Figure 7.

Derivation of the joints in NS4 germline-rearranged genes. The V and J flanks of split genes are shown without RSS. The possible processing events producing the joints of germline-joined R7, R4, RE18, R6, R19, and R18 are shown aligned with the most similar nonjoined NS4 coding ends isolated in these studies. Assuming that the split ancestor of R7 resembled S10, the R7 joint could have been produced by (a) cleavage at the RSS and relegation of blunt ends, or (b) cleavage at the RSS, formation of hairpin at V and J ends, single-stranded nick occurring two or more nucleotides from end, processing resulting on P region (underlined), and deletion of two bases from the J flank. Pathway R7 (a) does not preclude hairpin formation, but there is no processing evidence for it. Under cDNA, germline split S10 is compared with cDNA sequences obtained by RT-PCR from shark Y that share similar CDR3. The analysis of the cDNA joints suggest P region in both sequences.
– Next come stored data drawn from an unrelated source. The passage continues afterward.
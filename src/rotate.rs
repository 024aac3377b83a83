//! Quarter-turn rotation as a coordinate remap.
//!
//! Rotation is applied while emitting: every output cell asks
//! [`map_coordinate`] which source cell it shows. No pixel buffer is
//! rotated in place.

/// Clockwise rotation applied to the emitted image.
#[derive(Copy, Clone, Debug, Default, PartialEq, Eq, Hash)]
pub enum Rotation {
    #[default]
    None,
    Rotate90,
    Rotate180,
    Rotate270,
}

impl Rotation {
    /// Map an angle in degrees to a rotation.
    ///
    /// Anything other than 90, 180 or 270 means no rotation.
    pub fn from_degrees(degrees: u32) -> Self {
        match degrees {
            90 => Self::Rotate90,
            180 => Self::Rotate180,
            270 => Self::Rotate270,
            _ => Self::None,
        }
    }

    pub fn degrees(self) -> u32 {
        match self {
            Self::None => 0,
            Self::Rotate90 => 90,
            Self::Rotate180 => 180,
            Self::Rotate270 => 270,
        }
    }

    /// Whether the emitted image has rows and columns swapped.
    #[inline]
    pub fn swaps_axes(self) -> bool {
        matches!(self, Self::Rotate90 | Self::Rotate270)
    }

    /// `(rows, cols)` of the emitted image for a `rows × cols` source window.
    #[inline]
    pub fn output_dims(self, rows: usize, cols: usize) -> (usize, usize) {
        if self.swaps_axes() {
            (cols, rows)
        } else {
            (rows, cols)
        }
    }
}

/// Source `(row, col)` shown at output `(out_row, out_col)`.
///
/// `rows` and `cols` are the dimensions of the source window before
/// rotation; for 90 and 270 the output grid is `cols × rows`.
///
/// # Panics
///
/// Debug builds panic if `(out_row, out_col)` lies outside the output grid.
#[inline]
pub fn map_coordinate(
    out_row: usize,
    out_col: usize,
    rotation: Rotation,
    rows: usize,
    cols: usize,
) -> (usize, usize) {
    let (out_rows, out_cols) = rotation.output_dims(rows, cols);
    debug_assert!(
        out_row < out_rows && out_col < out_cols,
        "output ({out_row}, {out_col}) outside {out_rows}x{out_cols}"
    );
    match rotation {
        Rotation::None => (out_row, out_col),
        Rotation::Rotate90 => (rows - out_col - 1, out_row),
        Rotation::Rotate180 => (rows - out_row - 1, cols - out_col - 1),
        Rotation::Rotate270 => (out_col, cols - out_row - 1),
    }
}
The sequences in the cDNA joints that do not appear to belong to either V or J may be N region. R4 is similar to R7. RE18 joint could have resulted from deletion in the V coding end (a), or J coding end (b), or both (c). The flanks of nonjoined ancestor of R6, R19, and R18 could have resembled S32, in which case deletion only from J end occurred during recombination (a). In all other possibilities, nucleotides were removed from either end. Examples of coding flanks from NS4 split genes are included for comparison; the RSS resemble those from other vertebrates. Clade I refers to the cluster of genes including R4, R7, and R18, clade II to that including R6, R19, and RE18 (see Fig. 6); clade III genes are characterized by divergent FR3 and CDR3 of 24 bp; complete sequences are not shown. Asterisk indicates split gene is pseudogene. S32 is shown in Fig. 3 and Fig. 4; S15 has TGA in FR2; S5 sequence is not shown but carries TGA in FR3, a GT–AT splice signal combination in leader intron, and noncanonical RSS heptamer sequences.